‘A delirious deco dream’: former TB sanatorium is now Finland’s most unusual holiday let
16.11.2023 - 17:51
Deep in a forest two hours’ drive west of Helsinki is the deserted Paimio Sanatorium (Paimion Parantola in Finnish). One of the world’s best-preserved buildings from the modernist era, it’s as clean, sleek and mysterious as a medical instrument.
An overnight stay in a remote, disused hospital may not sound enticing. But for architecture and design enthusiasts, some opportunities are impossible to resist – and this one is time-limited. At least part of this building is likely to be converted into a hotel and spa in the coming years. The Alvar Aalto Foundation, which preserves the legacy of Finland’s most celebrated architect, took over the site three years ago from state ownership, and is searching for a way to pay for its upkeep.
In the meantime, the foundation wants to share Paimio’s beautifully spartan state with visitors, and raise funds in the process. This year it opened Mäntylä, a block of former nurses’ apartments, as self-catering holiday lets. There is no spa, no pool and few luxuries. But anyone in search of untouched art deco splendour and restful escape will find them here.
We arrive at night, turning off the motorway from Helsinki to Turku for the small town of Paimio. Three kilometres beyond, at the end of a track, the sanatorium emerges from its forest setting like an ocean liner ablaze. Its massive, brilliant-white form is all towering edifices and moderne curves – a spectacular sight against deep-black Nordic skies.
Above the entrance is a concrete canopy, vaguely in the shape of a lung. Inside, Paimio’s decor is true to the 1933 original designs and a delirious dream: a vast, silent lobby area, chilly white with canary yellow floor, and a receptionists’ booth shielded behind glass, something like an enormous conical flask.
Mäntylä is a separate block. My room is functional, almost monastic, but it is also immaculate, uncluttered and utterly silent. The woodwork looks original. Thankfully, the plumbing is modern, and the Aalto-designed high-modernist furniture and textiles are contemporary reproductions.
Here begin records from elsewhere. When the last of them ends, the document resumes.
//! Semantic validation of materialized import rows.
//!
//! The preview endpoint turns the uploaded file into structured rows;
//! this crate decides whether those rows are fit to commit: strict
//! `DD/MM/YYYY` date handling, statutory date windows, numeric
//! intervals, boolean literals, and the cross-field rules a schema
//! attaches.

pub mod dates;
pub mod rules;

pub use dates::{add_years, format_dmy, parse_dmy, within_statutory_range};
pub use rules::validate_records;
//! The wizard's state and its pure transition function.
//!
//! Everything the UI would bind to lives in [`WizardState`], and every
//! change goes through [`WizardState::apply`] as an explicit
//! [`WizardEvent`]. The driver in [`crate::wizard`] performs the IO and
//! feeds the results in as events, so the whole step sequence is
//! testable without a renderer or a network.

use statreg_match::MappingState;
use statreg_model::{ImportFile, PreviewRecord, TargetSchema};

/// The five steps of the import flow, in user-facing order.
#[derive(Debug, Clone, Copy, Default, PartialEq, Eq, PartialOrd, Ord)]
pub enum Step {
    /// Choose and upload a file.
    #[default]
    Upload,
    /// Match file columns to target fields.
    Map,
    /// Review the materialized records.
    Preview,
    /// Final confirmation before the commit.
    Confirm,
    /// Terminal success.
    Result,
}

impl Step {
    /// 1-based step number as shown in the step indicator.
    pub fn number(self) -> u8 {
        match self {
            Self::Upload => 1,
            Self::Map => 2,
            Self::Preview => 3,
            Self::Confirm => 4,
            Self::Result => 5,
        }
    }

    fn previous(self) -> Self {
        match self {
            Self::Upload | Self::Map => Self::Upload,
            Self::Preview => Self::Map,
            Self::Confirm => Self::Preview,
            Self::Result => Self::Confirm,
        }
    }
}

/// Everything that can happen to a wizard.
#[derive(Debug, Clone)]
pub enum WizardEvent {
    /// The header read has been kicked off.
    UploadStarted,
    /// Headers arrived and the auto-mapper has run.
    FileAccepted {
        file: ImportFile,
        headers: Vec<String>,
        mapping: MappingState,
    },
    /// The file was rejected before or during the header read.
    FileRejected { message: String },
    /// The operator assigned or cleared a column by hand.
    MappingSet {
        key: String,
        header: Option<String>,
    },
    /// The preview request has been kicked off.
    PreviewStarted,
    /// Materialized records arrived and validated cleanly.
    PreviewReady { records: Vec<PreviewRecord> },
    /// The preview failed — transport, server, or row validation.
    PreviewRejected { message: String },
    /// The operator moved on from the preview to the confirmation.
    Advanced,
    /// The commit submission has been kicked off.
    SubmitStarted,
    /// The backend accepted the job.
    SubmitAccepted { job_id: String },
    /// The backend rejected the submission.
    SubmitRejected { message: String },
    /// A poll reported the job still running.
    JobProgress {
        progress: u8,
        current_item: Option<String>,
    },
    /// The job finished; `count` records were committed.
    JobCompleted { count: usize },
    /// The job failed with a user-facing message.
    JobFailed { message: String },
    /// One step back, no side effects.
    Back,
    /// Full reset; the wizard starts clean next time.
    Reset,
}

/// Single-owner snapshot of one import cycle.
#[derive(Debug, Clone, Default)]
pub struct WizardState {
    /// Target schema for this entity type. Survives resets.
    pub schema: TargetSchema,
    /// Current step.
    pub step: Step,
    /// The uploaded file, once accepted.
    pub file: Option<ImportFile>,
    /// Headers read from the file.
    pub headers: Vec<String>,
    /// Column assignment and confidence, operator-editable.
    pub mapping: MappingState,
    /// Records to be committed, as returned by the preview.
    pub preview: Vec<PreviewRecord>,
    /// Id of the active import job, if one has been submitted.
    pub job_id: Option<String>,
    /// Progress percentage shown while the job runs.
    pub progress: u8,
    /// Label of the record currently being imported, when reported.
    pub current_item: Option<String>,
    /// Committed record count, set on success.
    pub result_count: Option<usize>,
    /// Current user-facing error, if any.
    pub error: Option<String>,
    /// True while a network call or the commit is in flight.
    pub loading: bool,
}

impl WizardState {
    /// Fresh state for one entity's schema.
    pub fn new(schema: TargetSchema) -> Self {
        Self {
            schema,
            ..Self::default()
        }
    }

    /// True when the close affordance is available: never while work is
    /// in flight, except after a terminal success.
    pub fn can_close(&self) -> bool {
        !self.loading || self.result_count.is_some()
    }

    /// The transition function. Events that are illegal in the current
    /// state leave it unchanged.
    pub fn apply(mut self, event: WizardEvent) -> Self {
        match event {
            WizardEvent::UploadStarted => {
                if self.step == Step::Upload && !self.loading {
                    self.loading = true;
                    self.error = None;
                }
                self
            }
            WizardEvent::FileAccepted {
                file,
                headers,
                mapping,
            } => {
                if self.step == Step::Upload && self.loading {
                    self.file = Some(file);
                    self.headers = headers;
                    self.mapping = mapping;
                    self.step = Step::Map;
                    self.loading = false;
                }
                self
            }
            WizardEvent::FileRejected { message } => {
                if self.step == Step::Upload {
                    self.error = Some(message);
                    self.loading = false;
                }
                self
            }
            WizardEvent::MappingSet { key, header } => {
                if self.step == Step::Map && !self.loading {
                    match header {
                        Some(header) => self.mapping.set_manual(&key, &header),
                        None => self.mapping.clear(&key),
                    }
                }
                self
            }
            WizardEvent::PreviewStarted => {
                if self.step == Step::Map && !self.loading && self.mapping.is_complete(&self.schema)
                {
                    self.loading = true;
                    self.error = None;
                }
                self
            }
            WizardEvent::PreviewReady { records } => {
                if self.step == Step::Map && self.loading {
                    self.preview = records;
                    self.step = Step::Preview;
                    self.loading = false;
                }
                self
            }
            WizardEvent::PreviewRejected { message } => {
                if self.step == Step::Map {
                    self.error = Some(message);
                    self.loading = false;
                }
                self
            }
            WizardEvent::Advanced => {
                if self.step == Step::Preview && !self.loading {
                    self.step = Step::Confirm;
                }
                self
            }
            WizardEvent::SubmitStarted => {
                if self.step == Step::Confirm && !self.loading && self.job_id.is_none() {
                    self.loading = true;
                    self.error = None;
                    self.progress = 0;
                    self.current_item = None;
                }
                self
            }
            WizardEvent::SubmitAccepted { job_id } => {
                if self.step == Step::Confirm && self.loading && self.job_id.is_none() {
                    // Loading stays on: the commit is now in flight.
                    self.job_id = Some(job_id);
                }
                self
            }
            WizardEvent::SubmitRejected { message } => {
                if self.step == Step::Confirm {
                    self.error = Some(message);
                    self.loading = false;
                    self.job_id = None;
                }
                self
            }
            WizardEvent::JobProgress {
                progress,
                current_item,
            } => {
                if self.job_id.is_some() {
                    self.progress = self.progress.max(progress);
                    self.current_item = current_item;
                }
                self
            }
            WizardEvent::JobCompleted { count } => {
                if self.job_id.is_some() {
                    self.result_count = Some(count);
                    self.progress = 100;
                    self.current_item = None;
                    self.step = Step::Result;
                    self.loading = false;
                    self.job_id = None;
                }
                self
            }
            WizardEvent::JobFailed { message } => {
                if self.job_id.is_some() {
                    self.error = Some(message);
                    self.current_item = None;
                    self.step = Step::Confirm;
                    self.loading = false;
                    self.job_id = None;
                }
                self
            }
            WizardEvent::Back => {
                if self.step != Step::Upload && !self.loading {
                    self.step = self.step.previous();
                }
                self
            }
            WizardEvent::Reset => Self::new(self.schema),
        }
    }
}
Today Paimio is disused (though not quite abandoned). Finland, one of the world’s most equitable countries, is seeking Unesco world heritage status for 13 Aalto-designed modernist landmarks designed to improve society. They include housing, government offices, a university, Helsinki’s Finlandia concert hall and, of course, Paimio, which Aalto considered his early-career masterpiece when he completed it.
This place was commissioned in urgent circumstances, part of the Finnish state’s efforts at the end of the 1920s to deal with tuberculosis, the biggest public health crisis of the era. About 10,000 Finns were dying every year, more lives than a young country could afford.